Yesterday, my colleagues Desiree, Kathryn and I launched a new show on IBM Radio, that we dubbed “Design, Form, and Chaos”. We use the hour to talk to the colleagues around us who are in leadership roles, to gain their perspective on the concerns of the design population of IBM, and to learn their personal stories.

Clearly, putting oneself on the radio, broadcasting to a population of your peers, is incredibly difficult. Additionally, the show is completely live and unedited, which means that mistakes, swears, and flubs will happen.

Nearly every show on IBM Radio is like this…and to me, it’s teaches us to be vulnerable, and to be ok with that.

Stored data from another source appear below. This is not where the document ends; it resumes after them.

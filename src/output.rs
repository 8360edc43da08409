//! CLI output formatting for all pipeline stages.
//!
//! # Information-First Display
//!
//! Output is **information-centric, not file-centric**. The primary display
//! for every entity (collection, item) is its semantic identity: title and
//! positional index. Filesystem paths are secondary context on indented
//! `Source:` lines, so the output reads as a content inventory while still
//! tracing back to specific files.
//!
//! # Output Format
//!
//! ## Scan
//!
//! ```text
//! Case Studies (3)
//!     001 Redesigning Acme's Checkout (3 images)
//!         Source: case-studies/acme-checkout.md
//!         Cutting checkout drop-off by a third with a single-page...
//!
//! Use Cases (2)
//!     001 Automating Invoice Intake (2 images)
//!         Source: use-cases/invoice-automation.md
//!         By: Jordan Reyes • 2024-05-14
//!
//! Config
//!     config.toml
//!     public/
//! ```
//!
//! ## Generate
//!
//! ```text
//! Home → index.html
//! Case Studies
//!     001 Redesigning Acme's Checkout → case-study/acme-checkout/index.html
//! Use Cases → use-cases/index.html
//!     001 Automating Invoice Intake → use-cases/invoice-automation/index.html
//! Not found → 404.html
//!
//! Generated 8 pages, copied 7 assets
//! ```
//!
//! # Architecture
//!
//! Each stage has a `format_*` function (returns `Vec<String>`) for testability
//! and a `print_*` wrapper that writes to stdout. Format functions are pure:
//! no I/O, no side effects.

use crate::generate::{GenerateReport, PageKind};
use crate::markdown::Document;
use crate::scan::Manifest;
use crate::types::{CollectionKind, ContentItem};
use std::path::Path;

// ============================================================================
// Shared entity display helpers
// ============================================================================

/// Format a 1-based positional index as 3-digit zero-padded.
fn format_index(pos: usize) -> String {
    format!("{:0>3}", pos)
}

/// Return indentation string: 4 spaces per depth level.
fn indent(depth: usize) -> String {
    "    ".repeat(depth)
}

/// Format an item header: positional index + title, with image count when
/// the body has images.
///
/// ```text
/// 001 Redesigning Acme's Checkout (3 images)
/// 002 Orbit Mobile Banking
/// ```
fn entity_header(index: usize, title: &str, images: usize) -> String {
    match images {
        0 => format!("{} {}", format_index(index), title),
        1 => format!("{} {} (1 image)", format_index(index), title),
        n => format!("{} {} ({} images)", format_index(index), title, n),
    }
}

/// Truncate text to `max` characters, appending `...` if truncated.
fn truncate_desc(text: &str, max: usize) -> String {
    if text.chars().count() <= max {
        text.to_string()
    } else {
        let cut: String = text.chars().take(max).collect();
        format!("{}...", cut.trim_end())
    }
}

fn byline(item: &ContentItem) -> Option<String> {
    match (&item.author, &item.date) {
        (Some(a), Some(d)) => Some(format!("By: {a} \u{2022} {d}")),
        (Some(a), None) => Some(format!("By: {a}")),
        (None, Some(d)) => Some(format!("Date: {d}")),
        (None, None) => None,
    }
}

// ============================================================================
// Scan
// ============================================================================

/// Format scan stage output showing discovered content.
pub fn format_scan_output(manifest: &Manifest, source_root: &Path) -> Vec<String> {
    let mut lines = Vec::new();

    for kind in CollectionKind::ALL {
        let items = manifest.items(kind);
        if !lines.is_empty() {
            lines.push(String::new());
        }
        lines.push(format!("{} ({})", kind.heading(), items.len()));
        if items.is_empty() {
            lines.push(format!("{}(none in {}/)", indent(1), kind.source_dir()));
            continue;
        }

        for (i, item) in items.iter().enumerate() {
            let images = Document::parse(&item.body).images().len();
            lines.push(format!(
                "{}{}",
                indent(1),
                entity_header(i + 1, &item.title, images)
            ));
            lines.push(format!(
                "{}Source: {}/{}.md",
                indent(2),
                kind.source_dir(),
                item.slug
            ));
            if let Some(by) = byline(item) {
                lines.push(format!("{}{}", indent(2), by));
            }
            let desc = truncate_desc(item.description.trim(), 60);
            if !desc.is_empty() {
                lines.push(format!("{}{}", indent(2), desc));
            }
        }
    }

    lines.push(String::new());
    lines.push("Config".to_string());
    if source_root.join("config.toml").exists() {
        lines.push(format!("{}config.toml", indent(1)));
    } else {
        lines.push(format!("{}(defaults)", indent(1)));
    }
    if source_root.join("public").is_dir() {
        lines.push(format!("{}public/", indent(1)));
    }

    lines
}

/// Print scan output to stdout.
pub fn print_scan_output(manifest: &Manifest, source_root: &Path) {
    for line in format_scan_output(manifest, source_root) {
        println!("{}", line);
    }
}

// ============================================================================
// Generate
// ============================================================================

/// Format generate stage output: every written page, grouped by collection,
/// with `→` and its output path.
pub fn format_generate_output(manifest: &Manifest, report: &GenerateReport) -> Vec<String> {
    let mut lines = Vec::new();
    let path_of = |kind: PageKind| -> Vec<String> {
        report
            .pages
            .iter()
            .filter(|(_, k)| *k == kind)
            .map(|(p, _)| p.display().to_string())
            .collect()
    };

    for path in path_of(PageKind::Home) {
        lines.push(format!("Home \u{2192} {path}"));
    }

    for kind in CollectionKind::ALL {
        match path_of(PageKind::Listing(kind)).first() {
            Some(path) => lines.push(format!("{} \u{2192} {}", kind.heading(), path)),
            None => lines.push(kind.heading().to_string()),
        }

        let detail_paths = path_of(PageKind::Detail(kind));
        for (i, item) in manifest.items(kind).iter().enumerate() {
            let expected = Path::new(kind.route()).join(&item.slug).join("index.html");
            let expected = expected.display().to_string();
            if detail_paths.contains(&expected) {
                lines.push(format!(
                    "{}{} {} \u{2192} {}",
                    indent(1),
                    format_index(i + 1),
                    item.title,
                    expected
                ));
            }
        }
    }

    for path in path_of(PageKind::NotFound) {
        lines.push(format!("Not found \u{2192} {path}"));
    }

    lines.push(String::new());
    lines.push(format!(
        "Generated {} pages, copied {} assets",
        report.pages.len(),
        report.assets
    ));

    lines
}

/// Print generate output to stdout.
pub fn print_generate_output(manifest: &Manifest, report: &GenerateReport) {
    for line in format_generate_output(manifest, report) {
        println!("{}", line);
    }
}

// ============================================================================
// Tests
// ============================================================================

Flash back to over a year ago, when Radio started. My friends, Mirko and Eddie, wanted to create something along the lines of Radio Free Europe, but within the firewall of the company.

Needless to say, the project attracted certain individuals…for me, it became an opportunity to share the kind of music that really got me going…but as time moved forward, the intent really changed. I wanted to be vulnerable, and speak my mind, which I typically do during my two shows, Embryonic (which is a psychedelic hour), and during Mirko’s show, Public Services (minimalist music), in which we typically discuss the realms of systems. It’s like having a chat over coffee/beer, but with an audience. It can be harrowing for some.

Similarly, last year, I saw a need to create a safe space for people in our studio to voice their fears and concerns. I called the project “ReFraming”, and we met on a biweekly basis to discuss our careers, the issues of them, and we would iterate on personal solutions to solve those problems. Unfortunately, my then role as a Design Manager started to take more precedent, and the group died.

The people stayed in their jobs though. It took a tremendous amount of energy and effort to rethink your problems, and it helped me rethink mine.

And now, ReFraming has come back around, but in a better form. I realize that projects about vulnerability require willing partners, who are ok with diving into their hopes, fears, and dreams. Even leading up to the first episode, there was a moment, where I worried the project would go forward with just 2 of us. Coming out of the media studio, having lunch with some friends, I felt an overwhelming sense of elation, while reflecting on the core topic of the show, “How does one maintain their creativity?”

This is how.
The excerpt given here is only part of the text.